Stored items
*** Block opens ***

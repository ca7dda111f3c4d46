//! Zeno Flick - a precision-throw arcade game core
//!
//! Core modules:
//! - `sim`: Frame-stepped simulation (throw state machine, physics, stamina, cinematics, scoring)
//! - `audio`: Sound cue vocabulary handed to the audio collaborator
//! - `settings`: Immutable per-session configuration
//! - `throws`: Throw economy (free, permanent, practice mode)
//! - `leaderboard`: Personal top landing distances

pub mod audio;
pub mod leaderboard;
pub mod settings;
pub mod sim;
pub mod throws;

pub use leaderboard::Leaderboard;
pub use settings::Settings;

/// Game configuration constants
pub mod consts {
    /// The cliff edge. Landing at or beyond it is a fall.
    pub const CLIFF_EDGE: f64 = 420.0;
    /// World height (y grows downward)
    pub const WORLD_HEIGHT: f64 = 240.0;
    /// Ground line the thrower lands and slides on
    pub const GROUND_Y: f64 = WORLD_HEIGHT - 20.0;
    /// Sticky ceiling
    pub const CEILING_Y: f64 = 20.0;
    /// Where every throw starts
    pub const LAUNCH_PAD_X: f64 = 20.0;

    /// Gravity per frame at time scale 1.0
    pub const BASE_GRAVITY: f64 = 0.15;
    /// Global gameplay speed (0.55 = 55% speed)
    pub const TIME_SCALE: f64 = 0.55;
    /// Nominal frame delta in seconds (input frames, independent of slow-mo)
    pub const FRAME_DT: f64 = 1.0 / 60.0;

    /// Half period of the charge triangle wave
    pub const CHARGE_MS: f64 = 1800.0;
    pub const MIN_POWER: f64 = 4.0;
    pub const MAX_POWER: f64 = 10.0;
    /// Charge power band that counts as the sweet spot
    pub const SWEET_SPOT_MIN: f64 = 0.70;
    pub const SWEET_SPOT_MAX: f64 = 0.85;

    /// Launch angle limits (degrees)
    pub const MIN_ANGLE: f64 = 20.0;
    pub const MAX_ANGLE: f64 = 70.0;
    pub const OPTIMAL_ANGLE: f64 = 45.0;

    /// Ground contact keeps this share of horizontal speed
    pub const IMPACT_RESTITUTION: f64 = 0.55;
    /// Slide friction base, raised to (time scale * friction multiplier)
    pub const SLIDE_FRICTION: f64 = 0.92;
    /// Slide stops once |vx| drops below this
    pub const SLIDE_REST_SPEED: f64 = 0.1;

    /// Stamina pool size, refilled at the start of every throw
    pub const MAX_STAMINA: f64 = 100.0;
    /// Stamina at or below this plays the low-stamina warning
    pub const STAMINA_LOW: f64 = 25.0;
    /// Frames of shake after a denied action
    pub const DENIED_SHAKE_FRAMES: u32 = 8;

    /// Ring multipliers cap
    pub const MAX_FINAL_MULTIPLIER: f64 = 5.0;
    /// Perfect landing window around the Zeno target
    pub const PERFECT_WINDOW: f64 = 0.5;
    pub const PERFECT_BONUS: f64 = 10.0;
    /// Decimal digits kept for landing distances
    pub const DISTANCE_DECIMALS: i32 = 8;

    /// Reset delays after an outcome
    pub const LANDING_RESET_MS: u32 = 800;
    pub const FALL_RESET_MS: u32 = 2000;

    /// Trail points older than this many frames are pruned
    pub const TRAIL_MAX_AGE: u32 = 40;
    /// Ghost trail sampling interval and length
    pub const GHOST_INTERVAL_MS: f64 = 50.0;
    pub const GHOST_TRAIL_LENGTH: usize = 20;
    /// Best trail keeps at most this many run trail points
    pub const BEST_TRAIL_LENGTH: usize = 240;
}

/// Round a distance to the landing precision (8 decimals).
///
/// Non-finite input maps to 0.0 so it can never become a record.
#[inline]
pub fn round_distance(x: f64) -> f64 {
    if !x.is_finite() {
        return 0.0;
    }
    let scale = 10f64.powi(consts::DISTANCE_DECIMALS);
    (x * scale).round() / scale
}

/// Position of `x` within `[start, end]` as 0..1, clamped.
///
/// A zero-width range yields 0.0.
#[inline]
pub fn inverse_lerp(start: f64, end: f64, x: f64) -> f64 {
    let width = end - start;
    if width.abs() < f64::EPSILON || !x.is_finite() {
        return 0.0;
    }
    ((x - start) / width).clamp(0.0, 1.0)
}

*** Block closes ***

▶ Exercise instructions: Restate exactly, and only, every line from the one that contains "pub const BEST_TRAIL_LENGTH: usize = 240;" through the last line of the records.

▶ Written answer:
    pub const BEST_TRAIL_LENGTH: usize = 240;
}

/// Round a distance to the landing precision (8 decimals).
///
/// Non-finite input maps to 0.0 so it can never become a record.
#[inline]
pub fn round_distance(x: f64) -> f64 {
    if !x.is_finite() {
        return 0.0;
    }
    let scale = 10f64.powi(consts::DISTANCE_DECIMALS);
    (x * scale).round() / scale
}

/// Position of `x` within `[start, end]` as 0..1, clamped.
///
/// A zero-width range yields 0.0.
#[inline]
pub fn inverse_lerp(start: f64, end: f64, x: f64) -> f64 {
    let width = end - start;
    if width.abs() < f64::EPSILON || !x.is_finite() {
        return 0.0;
    }
    ((x - start) / width).clamp(0.0, 1.0)
}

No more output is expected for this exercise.